Pour créer un IAM rôle pour la surveillance RDS améliorée d'Amazon
  1. Ouvrez la IAMconsole à l'adresse https://console.aws.amazon.com.

  2. Dans le panneau de navigation, choisissez Roles (Rôles).

  3. Sélectionnez Create role (Créer un rôle).

  4. Choisissez l'onglet AWS Service, puis choisissez dans RDSla liste des services.

  5. Choisissez RDS- Surveillance améliorée, puis cliquez sur Suivant.

  6. Assurez-vous que les politiques d'autorisations indiquent A mazonRDSEnhanced MonitoringRole, puis choisissez Next.

  7. Dans le champ Role name (Nom de rôle), saisissez un nom pour votre rôle. Par exemple, entrez emaccess.

    L'entité de confiance correspondant à votre rôle est le AWS service monitoring.rds.amazonaws.com.

  8. Sélectionnez Créer un rôle.

Activer et désactiver la surveillance améliorée

Vous pouvez activer et désactiver la surveillance améliorée à l'aide du AWS Management Console AWS CLI, ou RDSAPI. Vous choisissez les RDS instances de base de données sur lesquelles vous souhaitez activer la surveillance améliorée. Vous pouvez définir différents niveaux de détails pour la collecte de métriques sur chaque instance de base de données.

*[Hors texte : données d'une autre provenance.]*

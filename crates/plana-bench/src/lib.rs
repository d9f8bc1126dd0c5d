//! plana Bench - fixtures for the criterion suite
//!
//! Benchmarks replay batches of construction requests so that every factory
//! path is exercised with realistic, reproducible dimensions.

use rand::rngs::StdRng;
use rand::{Rng, SeedableRng};

use plana_core::{Shape, ShapeFactory, ShapeResult};

/// A named construction intent with its raw dimensions
#[derive(Clone, Copy, Debug, PartialEq)]
pub enum ShapeRequest {
    Circle(f64),
    Rectangle(f64, f64),
    Square(f64),
    Triangle(f64, f64, f64),
    Isosceles(f64, f64),
    Equilateral(f64),
}

impl ShapeRequest {
    /// Run the request through the factory
    pub fn build(self) -> ShapeResult<Shape<f64>> {
        match self {
            ShapeRequest::Circle(r) => ShapeFactory::create_circle(r),
            ShapeRequest::Rectangle(l, b) => ShapeFactory::create_rectangle(l, b),
            ShapeRequest::Square(s) => ShapeFactory::create_square(s),
            ShapeRequest::Triangle(a, b, c) => ShapeFactory::create_triangle(a, b, c),
            ShapeRequest::Isosceles(e, o) => ShapeFactory::create_isosceles_triangle(e, o),
            ShapeRequest::Equilateral(s) => ShapeFactory::create_equilateral_triangle(s),
        }
    }
}

/// The six shapes of the reference listing
pub fn reference_requests() -> Vec<ShapeRequest> {
    vec![
        ShapeRequest::Circle(3.5),
        ShapeRequest::Rectangle(4.0, 2.5),
        ShapeRequest::Square(5.0),
        ShapeRequest::Triangle(3.0, 4.0, 5.0),
        ShapeRequest::Isosceles(6.0, 4.0),
        ShapeRequest::Equilateral(2.5),
    ]
}

/// `count` valid requests cycling through every kind, seeded for
/// reproducibility
pub fn random_requests(count: usize, seed: u64) -> Vec<ShapeRequest> {
    let mut rng = StdRng::seed_from_u64(seed);
    (0..count)
        .map(|i| {
            let x: f64 = rng.gen_range(0.1..100.0);
            let y: f64 = rng.gen_range(0.1..100.0);
            match i % 6 {
                0 => ShapeRequest::Circle(x),
                1 => ShapeRequest::Rectangle(x, y),
                2 => ShapeRequest::Square(x),
                3 => {
                    // third side strictly inside (|x - y|, x + y)
                    let t: f64 = rng.gen_range(0.1..0.9);
                    let lo = (x - y).abs();
                    ShapeRequest::Triangle(x, y, lo + t * (x + y - lo))
                }
                4 => ShapeRequest::Isosceles(x, x * rng.gen_range(0.1..1.9)),
                _ => ShapeRequest::Equilateral(x),
            }
        })
        .collect()
}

Vous pouvez activer la surveillance améliorée lorsque vous créez une instance de base de données, un cluster de bases de données multi-AZ ou un réplica en lecture, ou lorsque vous modifiez une instance de base de données ou un cluster de bases de données multi-AZ. Si vous modifiez une instance de base de données afin d'activer la surveillance améliorée, vous n'avez pas besoin de redémarrer votre instance de base de données pour que la modification prenne effet.

Vous pouvez activer la surveillance améliorée dans la RDS console lorsque vous effectuez l'une des actions suivantes sur la page Bases de données :

  • Création d’une instance ou un cluster Multi-AZ de base de données : choisissez Create database (Créer une base de données).

  • Créer un réplica en lecture : choisissez Actions, puis Create read replica (Créer un réplica en lecture).

  • Modification d’une instance de base de données ou d’un cluster de base de données Multi-AZ : choisissez Modify (Modifier).

Pour activer ou désactiver la surveillance améliorée dans la RDS console
  1. Descendez jusqu'à Additional configuration (Configuration supplémentaire).

  2. Dans Monitoring (Surveillance), choisissez Enable Enhanced Monitoring (Activer la surveillance améliorée) pour votre instance de base de données ou réplica en lecture. Pour désactiver la surveillance améliorée, choisissez Disable Enhanced Monitoring (Désactiver la surveillance améliorée).

  3. Définissez la propriété Monitoring Role sur le IAM rôle que vous avez créé pour permettre RDS à Amazon de communiquer avec Amazon CloudWatch Logs à votre place, ou choisissez Default pour RDS créer un rôle nommé pour vousrds-monitoring-role.

  4. Définissez la propriété Granularité sur l'intervalle, en secondes, entre les points lorsque les métriques sont collectées pour votre instance de base de données ou réplica en lecture. La propriété Granularité peut être définie sur l'une des valeurs suivantes : 1, 5, 10, 15, 30 ou 60.

    La RDS console se rafraîchit le plus rapidement toutes les 5 secondes. Si vous définissez la granularité sur 1 seconde dans la RDS console, les métriques mises à jour ne s'affichent toujours que toutes les 5 secondes. Vous pouvez récupérer les mises à jour des métriques en une seconde à l'aide CloudWatch des journaux.

Pour activer la surveillance améliorée à l'aide des commandes suivantes AWS CLI, définissez l'--monitoring-intervaloption sur une valeur autre que le rôle dans lequel vous l'avez créé 0 et définissez l'--monitoring-role-arnoption sur le rôle dans lequel vous l'avez crééCréation d'un IAM rôle pour une surveillance améliorée.

L'option --monitoring-interval spécifie l'intervalle, en secondes, entre les points lorsque des métriques de surveillance améliorée sont collectées. Les valeurs valides pour l'option sont 0, 1, 5, 10, 15, 30 et 60.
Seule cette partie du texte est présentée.